Assim por meio de disfarces como gozações e xingamentos, tidos como brincadeiras as crianças começam a atribuir características negativas a algum grupo racial mesmo que impensadamente, no sentido de inferiorizá-lo.

Algumas falas de crianças revelam a existência de atitudes negativas em relação à cor da pele. É comum se ouvir alguns estereótipos como: “preto é feio, preto parece “diabo”, lembra “ladrão”, é igual “carvão”, parece “macaco”.

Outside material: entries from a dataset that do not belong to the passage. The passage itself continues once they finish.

//! 优雅关闭
//!
//! 关闭信号（Ctrl+C / SIGTERM / 致命错误）取消同一个 CancellationToken：
//! 目录监听、Hub 中继的连接与心跳循环、WebSocket / HTTP 服务都在 select! 中监听它。
//! 随后由 `ShutdownCoordinator` 在超时内依次执行清理任务。

use std::future::Future;
use std::sync::Arc;

use tokio_util::sync::CancellationToken;

use crate::agents::AgentCollection;
use crate::relay::HubRelay;

/// 关闭信号管理器
pub struct ShutdownManager {
    shutdown_token: CancellationToken,
}

/// 关闭原因
#[derive(Debug, Clone)]
pub enum ShutdownReason {
    /// Ctrl+C
    UserInitiated,
    /// SIGTERM
    Signal,
    /// 致命错误（如端口绑定失败）
    FatalError(String),
}

impl ShutdownManager {
    pub fn new() -> Self {
        Self {
            shutdown_token: CancellationToken::new(),
        }
    }

    /// 关闭 token（交给各后台循环）
    pub fn token(&self) -> CancellationToken {
        self.shutdown_token.clone()
    }

    pub fn shutdown(&self, reason: ShutdownReason) {
        if !self.shutdown_token.is_cancelled() {
            tracing::info!(?reason, "shutdown requested");
        }
        self.shutdown_token.cancel();
    }

    pub async fn wait_for_shutdown(&self) {
        self.shutdown_token.cancelled().await;
    }

    /// 安装系统信号处理器 (Ctrl+C, SIGTERM)
    pub fn install_signal_handlers(self: &Arc<Self>) {
        let manager = Arc::clone(self);
        tokio::spawn(async move {
            if let Ok(()) = tokio::signal::ctrl_c().await {
                tracing::info!("Received Ctrl+C, initiating graceful shutdown...");
                manager.shutdown(ShutdownReason::UserInitiated);
            }
        });

        #[cfg(unix)]
        {
            let manager = Arc::clone(self);
            tokio::spawn(async move {
                use tokio::signal::unix::{signal, SignalKind};
                if let Ok(mut sigterm) = signal(SignalKind::terminate()) {
                    sigterm.recv().await;
                    tracing::info!("Received SIGTERM, initiating graceful shutdown...");
                    manager.shutdown(ShutdownReason::Signal);
                }
            });
        }
    }
}

impl Default for ShutdownManager {
    fn default() -> Self {
        Self::new()
    }
}

/// 关闭时需要执行的清理任务
#[async_trait::async_trait]
pub trait ShutdownCleanup: Send + Sync {
    async fn cleanup(&self) -> anyhow::Result<()>;

    /// 清理任务名称（用于日志）
    fn name(&self) -> &'static str;
}

/// 关闭协调器：在超时内依次执行清理任务
pub struct ShutdownCoordinator {
    cleanup_tasks: Vec<Arc<dyn ShutdownCleanup>>,
    timeout_secs: u64,
}

impl Default for ShutdownCoordinator {
    fn default() -> Self {
        Self::new()
    }
}

impl ShutdownCoordinator {
    pub fn new() -> Self {
        Self {
            cleanup_tasks: Vec::new(),
            timeout_secs: 5,
        }
    }

    pub fn with_timeout(mut self, secs: u64) -> Self {
        self.timeout_secs = secs;
        self
    }

    pub fn register<T: ShutdownCleanup + 'static>(&mut self, task: T) {
        self.cleanup_tasks.push(Arc::new(task));
    }

    pub async fn run_cleanup(&self) {
        tracing::info!("Running {} cleanup tasks...", self.cleanup_tasks.len());

        let timeout = tokio::time::Duration::from_secs(self.timeout_secs);

        for task in &self.cleanup_tasks {
            let name = task.name();
            match tokio::time::timeout(timeout, task.cleanup()).await {
                Ok(Ok(())) => {
                    tracing::info!("Cleanup task '{}' completed successfully", name);
                }
                Ok(Err(e)) => {
                    tracing::warn!("Cleanup task '{}' failed: {}", name, e);
                }
                Err(_) => {
                    tracing::warn!("Cleanup task '{}' timed out after {}s", name, self.timeout_secs);
                }
            }
        }

        tracing::info!("All cleanup tasks finished");
    }
}

/// 断开全部 Agent（关闭其通道）
pub struct AgentsCleanup {
    agents: Arc<AgentCollection>,
}

impl AgentsCleanup {
    pub fn new(agents: Arc<AgentCollection>) -> Self {
        Self { agents }
    }
}

#[async_trait::async_trait]
impl ShutdownCleanup for AgentsCleanup {
    async fn cleanup(&self) -> anyhow::Result<()> {
        for agent in self.agents.list().await {
            self.agents.exit(&agent.id).await;
        }
        Ok(())
    }

    fn name(&self) -> &'static str {
        "Agents"
    }
}

/// 停用 Hub 中继，阻止关闭期间的新转发
pub struct RelayCleanup {
    relay: Arc<HubRelay>,
}

impl RelayCleanup {
    pub fn new(relay: Arc<HubRelay>) -> Self {
        Self { relay }
    }
}

#[async_trait::async_trait]
impl ShutdownCleanup for RelayCleanup {
    async fn cleanup(&self) -> anyhow::Result<()> {
        if self.relay.is_enabled() {
            self.relay.set_enabled(false);
        }
        Ok(())
    }

    fn name(&self) -> &'static str {
        "HubRelay"
    }
}

/// 运行主应用直到收到关闭信号，然后执行清理
pub async fn run_with_graceful_shutdown<F, Fut>(
    shutdown_manager: Arc<ShutdownManager>,
    app: F,
    cleanup: impl FnOnce() -> Fut,
) where
    F: Future<Output = ()>,
    Fut: Future<Output = ()>,
{
    shutdown_manager.install_signal_handlers();

    tokio::select! {
        _ = app => {
            tracing::info!("Application finished normally");
        }
        _ = shutdown_manager.wait_for_shutdown() => {
            tracing::info!("Shutdown signal received");
        }
    }

    cleanup().await;
}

Esse tipo de “brincadeira” característica da socialização infantil ao ser considerada “coisa” de criança pelos adultos torna-se, um eficiente mecanismo social de aquisição, consolidação e objetivação de preconceitos. Quando se pergunta para a criança porque ela ou ele xingou ou gozou um colega ela ou ele afirmam ser apenas uma brincadeira.

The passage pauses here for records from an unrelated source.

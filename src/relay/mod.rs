//! Hub 中继（本节点作为 Agent 接入上游 Hub）
//!
//! - 连接循环：未启用时每 `reconnect_secs` 轮询；启用后连接 Hub，后台注册本机插件，
//!   随后服务入站消息直到断开，等待后重连
//! - 心跳循环：启用且已连接时每 `heartbeat_secs` 上报性能快照
//! - 插件循环：注册表重载后推送新的插件列表
//! - `run`：经 Hub 的 HTTP 同步接口转发任务

use std::sync::atomic::{AtomicBool, Ordering};
use std::sync::{Arc, RwLock};
use std::time::Duration;

use serde_json::Value;
use tokio::net::TcpStream;
use tokio_tungstenite::MaybeTlsStream;
use tokio_util::sync::CancellationToken;

use crate::agents::{host_name, PerformanceSampler};
use crate::channel::{DuplexChannel, MessageHandler, WsChannel, WsConnection};
use crate::config::RelaySection;
use crate::core::RelayError;
use crate::plugins::{PluginDescriptor, PluginRegistry};
use crate::protocol::{Envelope, AGENT_REGISTER, AGENT_UPDATE_PERFORMANCE, AGENT_UPDATE_PLUGINS};
use crate::task::{CorrelationRegistry, Task};

/// 同步转发任务的超时
const RUN_TIMEOUT: Duration = Duration::from_secs(24 * 60 * 60);

/// 正在执行的任务数（心跳上报用）
pub type RunningCounter = Arc<dyn Fn() -> usize + Send + Sync>;

/// Hub 中继客户端
pub struct HubRelay {
    config: RelaySection,
    agent_id: String,
    http_url: Option<String>,
    enabled: AtomicBool,
    channel: RwLock<Option<Arc<WsChannel>>>,
    plugins: Arc<PluginRegistry>,
    correlations: Arc<CorrelationRegistry>,
    sampler: PerformanceSampler,
    http: reqwest::Client,
}

impl HubRelay {
    pub fn new(config: RelaySection, plugins: Arc<PluginRegistry>, correlations: Arc<CorrelationRegistry>) -> Self {
        let agent_id = config
            .agent_id
            .clone()
            .filter(|id| !id.is_empty())
            .unwrap_or_else(|| uuid::Uuid::new_v4().to_string());
        Self {
            http_url: config.http_url(),
            enabled: AtomicBool::new(config.enabled),
            agent_id,
            config,
            channel: RwLock::new(None),
            plugins,
            correlations,
            sampler: PerformanceSampler::new(),
            http: reqwest::Client::new(),
        }
    }

    pub fn agent_id(&self) -> &str {
        &self.agent_id
    }

    pub fn http_url(&self) -> Option<&str> {
        self.http_url.as_deref()
    }

    pub fn is_enabled(&self) -> bool {
        self.enabled.load(Ordering::SeqCst)
    }

    pub fn set_enabled(&self, enabled: bool) {
        self.enabled.store(enabled, Ordering::SeqCst);
        tracing::info!(enabled, "hub relay toggled");
    }

    pub fn is_connected(&self) -> bool {
        self.current_channel().map(|c| c.is_open()).unwrap_or(false)
    }

    fn current_channel(&self) -> Option<Arc<WsChannel>> {
        self.channel.read().unwrap_or_else(|e| e.into_inner()).clone()
    }

    fn set_channel(&self, channel: Option<Arc<WsChannel>>) {
        *self.channel.write().unwrap_or_else(|e| e.into_inner()) = channel;
    }

    /// 启动连接、心跳与插件推送循环
    pub fn start(self: &Arc<Self>, handler: Arc<dyn MessageHandler>, running: RunningCounter, token: CancellationToken) {
        let relay = Arc::clone(self);
        let connect_token = token.clone();
        tokio::spawn(async move { relay.connect_loop(handler, connect_token).await });

        let relay = Arc::clone(self);
        let heartbeat_token = token.clone();
        tokio::spawn(async move { relay.heartbeat_loop(running, heartbeat_token).await });

        let relay = Arc::clone(self);
        tokio::spawn(async move { relay.plugin_loop(token).await });
    }

    async fn connect_loop(self: Arc<Self>, handler: Arc<dyn MessageHandler>, token: CancellationToken) {
        let reconnect = Duration::from_secs(self.config.reconnect_secs);
        while !token.is_cancelled() {
            if self.is_enabled() {
                match self.connect().await {
                    Ok(connection) => {
                        tracing::info!(hub = %self.config.hub_url, agent_id = %self.agent_id, "connected to hub");
                        self.set_channel(Some(connection.channel()));

                        let relay = Arc::clone(&self);
                        tokio::spawn(async move {
                            if let Err(e) = relay.register().await {
                                tracing::error!("hub register failed: {}", e);
                            }
                        });

                        connection.serve(Arc::clone(&handler), token.clone()).await;
                        self.set_channel(None);
                        tracing::warn!(hub = %self.config.hub_url, "hub connection closed");
                    }
                    Err(e) => tracing::warn!(hub = %self.config.hub_url, "{}", e),
                }
            }

            tokio::select! {
                _ = token.cancelled() => break,
                _ = tokio::time::sleep(reconnect) => {}
            }
        }
        tracing::info!("hub relay connect loop stopped");
    }

    async fn connect(&self) -> Result<WsConnection<MaybeTlsStream<TcpStream>>, RelayError> {
        let (ws, _) = tokio_tungstenite::connect_async(self.config.hub_url.as_str())
            .await
            .map_err(|e| RelayError::Connect(e.to_string()))?;
        Ok(WsConnection::new(ws, format!("hub-{}", uuid::Uuid::new_v4())))
    }

    async fn heartbeat_loop(self: Arc<Self>, running: RunningCounter, token: CancellationToken) {
        let mut ticker = tokio::time::interval(Duration::from_secs(self.config.heartbeat_secs.max(1)));
        loop {
            tokio::select! {
                _ = token.cancelled() => break,
                _ = ticker.tick() => {
                    if self.is_enabled() && self.is_connected() {
                        if let Err(e) = self.heartbeat(running()).await {
                            tracing::warn!("hub heartbeat failed: {}", e);
                        }
                    }
                }
            }
        }
    }

    async fn plugin_loop(self: Arc<Self>, token: CancellationToken) {
        let mut generation = self.plugins.subscribe();
        loop {
            tokio::select! {
                _ = token.cancelled() => break,
                changed = generation.changed() => {
                    if changed.is_err() {
                        break;
                    }
                    if self.is_enabled() && self.is_connected() {
                        let plugins = self.local_plugins().await;
                        if let Err(e) = self.update(plugins).await {
                            tracing::warn!("hub plugin update failed: {}", e);
                        }
                    }
                }
            }
        }
    }

    async fn local_plugins(&self) -> Vec<PluginDescriptor> {
        self.plugins
            .get_plugins()
            .await
            .iter()
            .map(|d| d.as_ref().clone())
            .collect()
    }

    /// 经当前连接发送请求并等待回复
    async fn request(&self, envelope: impl FnOnce(&str) -> Envelope) -> Result<Value, RelayError> {
        if !self.is_enabled() {
            return Err(RelayError::Disabled);
        }
        let channel = self.current_channel().ok_or(RelayError::NotConnected)?;
        let correlation_id = uuid::Uuid::new_v4().to_string();
        let pending = self.correlations.register(&correlation_id)?;
        channel
            .send_text(envelope(&correlation_id).to_text())
            .await
            .map_err(RelayError::Send)?;
        Ok(pending
            .wait(Duration::from_secs(self.config.reply_timeout_secs))
            .await?)
    }

    /// 向 Hub 注册本机插件列表
    pub async fn register(&self) -> Result<Value, RelayError> {
        let plugins = serde_json::to_value(self.local_plugins().await).unwrap_or(Value::Null);
        let reply = self
            .request(|cid| {
                Envelope::request(AGENT_REGISTER, cid)
                    .with("agent_id", self.agent_id.as_str())
                    .with("host_name", host_name())
                    .with("plugins", plugins)
            })
            .await?;
        tracing::info!(agent_id = %self.agent_id, "registered with hub");
        Ok(reply)
    }

    /// 上报性能快照
    pub async fn heartbeat(&self, running_tasks: usize) -> Result<Value, RelayError> {
        let performance = serde_json::to_value(self.sampler.sample(running_tasks)).unwrap_or(Value::Null);
        self.request(|cid| {
            Envelope::request(AGENT_UPDATE_PERFORMANCE, cid)
                .with("agent_id", self.agent_id.as_str())
                .with("performance", performance)
        })
        .await
    }

    /// 推送插件列表变更
    pub async fn update(&self, plugins: Vec<PluginDescriptor>) -> Result<Value, RelayError> {
        let plugins = serde_json::to_value(plugins).unwrap_or(Value::Null);
        self.request(|cid| {
            Envelope::request(AGENT_UPDATE_PLUGINS, cid)
                .with("agent_id", self.agent_id.as_str())
                .with("plugins", plugins)
        })
        .await
    }

    /// 经 Hub 的同步运行接口转发任务，拷回 Output 与 Trace
    pub async fn run(&self, task: &mut Task) -> Result<(), RelayError> {
        if !self.is_enabled() {
            return Err(RelayError::Disabled);
        }
        let base = self.http_url.as_deref().ok_or(RelayError::NoHttpUrl)?;
        let url = format!("{}/task/run", base);
        tracing::debug!(task_id = %task.id, url = %url, "relay task to hub");
        let response = self
            .http
            .post(&url)
            .timeout(RUN_TIMEOUT)
            .json(&task.to_value())
            .send()
            .await
            .and_then(|r| r.error_for_status())
            .map_err(|e| RelayError::Http(e.to_string()))?;
        let remote: Task = response.json().await.map_err(|e| RelayError::Http(e.to_string()))?;
        task.absorb(remote);
        Ok(())
    }
}

#[cfg(test)]
mod tests {
    use super::*;
    use axum::{routing::post, Json, Router};
    use serde_json::json;

    fn relay(enabled: bool, hub_http_url: Option<String>) -> HubRelay {
        let config = RelaySection {
            enabled,
            hub_http_url,
            agent_id: Some("node-1".into()),
            ..Default::default()
        };
        HubRelay::new(
            config,
            Arc::new(PluginRegistry::new("unused")),
            Arc::new(CorrelationRegistry::new()),
        )
    }

    #[tokio::test]
    async fn test_disabled_relay_refuses() {
        let relay = relay(false, None);
        assert_eq!(relay.agent_id(), "node-1");
        let mut task = Task::plugin("x", json!(1));
        assert!(matches!(relay.run(&mut task).await, Err(RelayError::Disabled)));
        assert!(matches!(relay.register().await, Err(RelayError::Disabled)));
    }

    #[tokio::test]
    async fn test_requests_need_connection() {
        let relay = relay(true, None);
        assert!(!relay.is_connected());
        assert!(matches!(relay.heartbeat(0).await, Err(RelayError::NotConnected)));
        let mut task = Task::plugin("x", json!(1));
        assert!(matches!(relay.run(&mut task).await, Err(RelayError::NoHttpUrl)));
    }

    #[tokio::test]
    async fn test_unreachable_hub_is_connect_error() {
        let listener = std::net::TcpListener::bind("127.0.0.1:0").unwrap();
        let addr = listener.local_addr().unwrap();
        drop(listener);
        let relay = HubRelay::new(
            RelaySection {
                enabled: true,
                hub_url: format!("ws://{}", addr),
                ..Default::default()
            },
            Arc::new(PluginRegistry::new("unused")),
            Arc::new(CorrelationRegistry::new()),
        );
        assert!(matches!(relay.connect().await, Err(RelayError::Connect(_))));
    }

    #[tokio::test]
    async fn test_run_posts_to_hub() {
        let listener = tokio::net::TcpListener::bind("127.0.0.1:0").await.unwrap();
        let addr = listener.local_addr().unwrap();
        let app = Router::new().route(
            "/task/run",
            post(|Json(mut task): Json<Task>| async move {
                task.output = Some(json!({"relayed": task.input.clone()}));
                task.trace.log("hub ran");
                Json(task)
            }),
        );
        tokio::spawn(async move {
            axum::serve(listener, app).await.unwrap();
        });

        let relay = relay(true, Some(format!("http://{}", addr)));
        let mut task = Task::plugin("far", json!(5)).with_id("r1");
        relay.run(&mut task).await.unwrap();
        assert_eq!(task.output, Some(json!({"relayed": 5})));
        assert_eq!(task.trace.logs, vec!["hub ran".to_string()]);
    }
}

Essa violência, muitas vezes, mascarada, quase sempre impune, é considerada menos grave, porque não traz consequências visíveis no corpo. Entretanto, os danos geralmente psicológicos e/ou morais atingem a autoestima da criança.

Mas qual é a origem disso tudo? As crianças adquirem consciência das diferenças raciais, em média, dos três aos cinco anos, e, com o tempo, passam a atribuir julgamentos aos diferentes grupos, com base na observação do meio em que vivem.

Muitas vezes a atitude preconceituosa encontra-se dentro de casa. Quando uma criança de três, quatro anos diz que a babá é preta e feia, ela também quer ver a reação dos pais e da própria babá. É um teste de limites, uma busca para saber o que é certo e errado.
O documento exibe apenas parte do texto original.